Test execution hangs with no step progress

Symptom: The Test Monitor shows the execution as Running but no steps are updating. The Logs panel shows nothing new.

Cause 1: timeout_ms missing on a hardware step. The runner is waiting for an instrument that will never respond. Click Abort, add timeout_ms to the step, and redeploy.

Cause 2: prompt step in an automated run without unattended mode. The engine is waiting for a button click that will never come. Click Abort in the UI, or call POST /api/testexecution/{id}/abort. Add unattendedMode: true to future automated executions.

Cause 3: runner process crash. The gRPC connection from the API to the runner was dropped mid-execution. Check docker compose logs dotnet-runner for an exception or OOM kill.
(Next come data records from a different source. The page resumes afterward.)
// src/services/audit.rs

use std::{
    collections::VecDeque,
    sync::{Arc, Mutex},
};

use chrono::{Duration, Utc};
use serde_json::Value;

use crate::models::audit::{AuditEntry, AuditEvent};

pub const MAX_ENTRIES: usize = 1000;
pub const MAX_LOGIN_FAILURES: usize = 5;
pub const LOCKOUT_MINUTES: i64 = 15;

/// Trilha de auditoria em memória, limitada às últimas `MAX_ENTRIES` entradas.
#[derive(Clone, Default)]
pub struct SecurityAudit {
    entries: Arc<Mutex<VecDeque<AuditEntry>>>,
}

impl SecurityAudit {
    pub fn new() -> Self {
        Self::default()
    }

    pub fn record(&self, event: AuditEvent, details: Value) {
        tracing::info!(target: "audit", event = ?event, %details, "🛡️ evento de segurança");

        let mut entries = self.entries.lock().unwrap_or_else(|p| p.into_inner());
        if entries.len() == MAX_ENTRIES {
            entries.pop_front();
        }
        entries.push_back(AuditEntry {
            timestamp: Utc::now(),
            event,
            details,
        });
    }

    /// Bloqueado quando houve `MAX_LOGIN_FAILURES` falhas na janela de bloqueio.
    pub fn is_locked_out(&self) -> bool {
        let since = Utc::now() - Duration::minutes(LOCKOUT_MINUTES);
        let entries = self.entries.lock().unwrap_or_else(|p| p.into_inner());
        let recent_failures = entries
            .iter()
            .filter(|e| e.event == AuditEvent::LoginFailed && e.timestamp > since)
            .count();
        recent_failures >= MAX_LOGIN_FAILURES
    }

    /// Entradas mais recentes primeiro.
    pub fn recent(&self, limit: usize) -> Vec<AuditEntry> {
        let entries = self.entries.lock().unwrap_or_else(|p| p.into_inner());
        entries.iter().rev().take(limit).cloned().collect()
    }

    pub fn len(&self) -> usize {
        self.entries.lock().unwrap_or_else(|p| p.into_inner()).len()
    }

    pub fn is_empty(&self) -> bool {
        self.len() == 0
    }
}
// src/services/cache.rs

use std::sync::{Arc, RwLock};

/// Cache local compartilhado, reconstruído por inteiro a cada snapshot.
#[derive(Debug)]
pub struct Cache<T> {
    items: Arc<RwLock<Vec<T>>>,
}

impl<T> Clone for Cache<T> {
    fn clone(&self) -> Self {
        Self {
            items: Arc::clone(&self.items),
        }
    }
}

impl<T> Default for Cache<T> {
    fn default() -> Self {
        Self {
            items: Arc::new(RwLock::new(Vec::new())),
        }
    }
}

impl<T: Clone> Cache<T> {
    pub fn new() -> Self {
        Self::default()
    }

    /// Substitui o conteúdo só se `still_valid` confirmar, sob o lock de escrita.
    /// Uma limpeza concorrente fica ordenada antes ou depois, nunca no meio.
    pub fn replace_if(&self, items: Vec<T>, still_valid: impl FnOnce() -> bool) -> bool {
        let mut guard = self.items.write().unwrap_or_else(|p| p.into_inner());
        if !still_valid() {
            return false;
        }
        *guard = items;
        true
    }

    pub fn clear(&self) {
        self.items.write().unwrap_or_else(|p| p.into_inner()).clear();
    }

    pub fn snapshot(&self) -> Vec<T> {
        self.items.read().unwrap_or_else(|p| p.into_inner()).clone()
    }

    pub fn len(&self) -> usize {
        self.items.read().unwrap_or_else(|p| p.into_inner()).len()
    }

    pub fn is_empty(&self) -> bool {
        self.len() == 0
    }

    pub fn with<R>(&self, f: impl FnOnce(&[T]) -> R) -> R {
        f(&self.items.read().unwrap_or_else(|p| p.into_inner()))
    }

    pub fn find(&self, predicate: impl Fn(&T) -> bool) -> Option<T> {
        self.with(|items| items.iter().find(|item| predicate(item)).cloned())
    }
}

#[cfg(test)]
mod tests {
    use super::*;

    #[test]
    fn replace_is_skipped_when_no_longer_valid() {
        let cache = Cache::new();
        assert!(cache.replace_if(vec![1, 2], || true));
        assert!(!cache.replace_if(vec![3], || false));
        assert_eq!(cache.snapshot(), vec![1, 2]);
    }
}
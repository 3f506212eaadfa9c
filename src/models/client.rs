// src/models/client.rs

use chrono::{DateTime, NaiveDate, Utc};
use serde::{Deserialize, Serialize};
use utoipa::{IntoParams, ToSchema};
use validator::Validate;

use crate::common::formatting::{digits_only, optional_date};

// --- CLIENTE (users/{uid}/clients/{id}) ---

#[derive(Debug, Clone, Serialize, Deserialize, ToSchema, PartialEq)]
#[serde(rename_all = "camelCase")]
pub struct Client {
    #[serde(default)]
    pub id: String,
    pub name: String,
    #[serde(default)]
    pub phone: String,
    #[serde(default)]
    pub email: String,
    #[serde(default)]
    pub address: String,
    #[serde(default, skip_serializing_if = "Option::is_none")]
    pub cpf: Option<String>,
    #[serde(default, skip_serializing_if = "Option::is_none")]
    pub rg: Option<String>,
    #[serde(default, deserialize_with = "optional_date", skip_serializing_if = "Option::is_none")]
    pub birth_date: Option<NaiveDate>,
    #[serde(default)]
    pub total_orders: i64,
    pub created_at: Option<DateTime<Utc>>,
    #[serde(default, skip_serializing_if = "Option::is_none")]
    pub last_contact: Option<DateTime<Utc>>,
    #[serde(default, skip_serializing_if = "Option::is_none")]
    pub updated_at: Option<DateTime<Utc>>,
}

impl Client {
    /// Texto pesquisável: nome, e-mail e telefone, em minúsculas.
    pub fn matches(&self, needle_lower: &str) -> bool {
        self.name.to_lowercase().contains(needle_lower)
            || self.email.to_lowercase().contains(needle_lower)
            || self.phone.to_lowercase().contains(needle_lower)
    }
}

// Formulário rápido ou completo de cliente
#[derive(Debug, Clone, Deserialize, Validate, ToSchema)]
#[serde(rename_all = "camelCase")]
pub struct ClientInput {
    #[validate(length(min = 1, message = "required"))]
    #[schema(example = "Ana Paula")]
    pub name: String,

    #[validate(length(min = 1, message = "required"))]
    #[schema(example = "ana@email.com")]
    pub email: String,

    #[serde(default)]
    #[schema(example = "(11) 99999-0000")]
    pub phone: String,

    #[serde(default)]
    pub address: String,

    #[serde(default)]
    pub cpf: Option<String>,

    #[serde(default)]
    pub rg: Option<String>,

    #[serde(default, deserialize_with = "optional_date")]
    pub birth_date: Option<NaiveDate>,
}

impl ClientInput {
    /// Telefone e CPF são gravados só com dígitos; textos são aparados.
    pub fn normalized(mut self) -> Self {
        self.name = self.name.trim().to_string();
        self.email = self.email.trim().to_string();
        self.address = self.address.trim().to_string();
        self.phone = digits_only(&self.phone);
        self.cpf = self.cpf.map(|c| digits_only(&c)).filter(|c| !c.is_empty());
        self.rg = self.rg.map(|r| r.trim().to_string()).filter(|r| !r.is_empty());
        self
    }
}

#[derive(Debug, Deserialize, IntoParams)]
pub struct ClientSearchParams {
    pub q: Option<String>,
}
The API will not automatically detect a runner crash during a step — it waits for timeout_ms before aborting.


type: mock step in a production run records no real measurement

Symptom: A step completes with PASS but the measured value is always the same static value from the YAML target: field.

Cause: The step type is type: mock, which is a development stub that returns the target: value without calling any runner code.

Resolution: Change type: mock to runner: dotnet or runner: python with the correct assembly:/module:, class:/function:, and method: fields. Mock steps must never appear in a Released package.


Measurements stored with correct verdict but wrong limit values

Symptom: The verdict column in the database is correct, but the low_limit / high_limit columns do not match what you expected.

Cause: The YAML used dynamic limits via variable substitution (e.g. low_limit: "{{computed_lower}}"). The stored limit columns reflect the YAML text, not the runtime-resolved value. The verdict is always computed against the resolved runtime value.

Resolution: For post-hoc analysis comparing actual values against stored limits, use the verdict column (authoritative) rather than re-evaluating actual_value against the stored limit columns when dynamic limits are in use.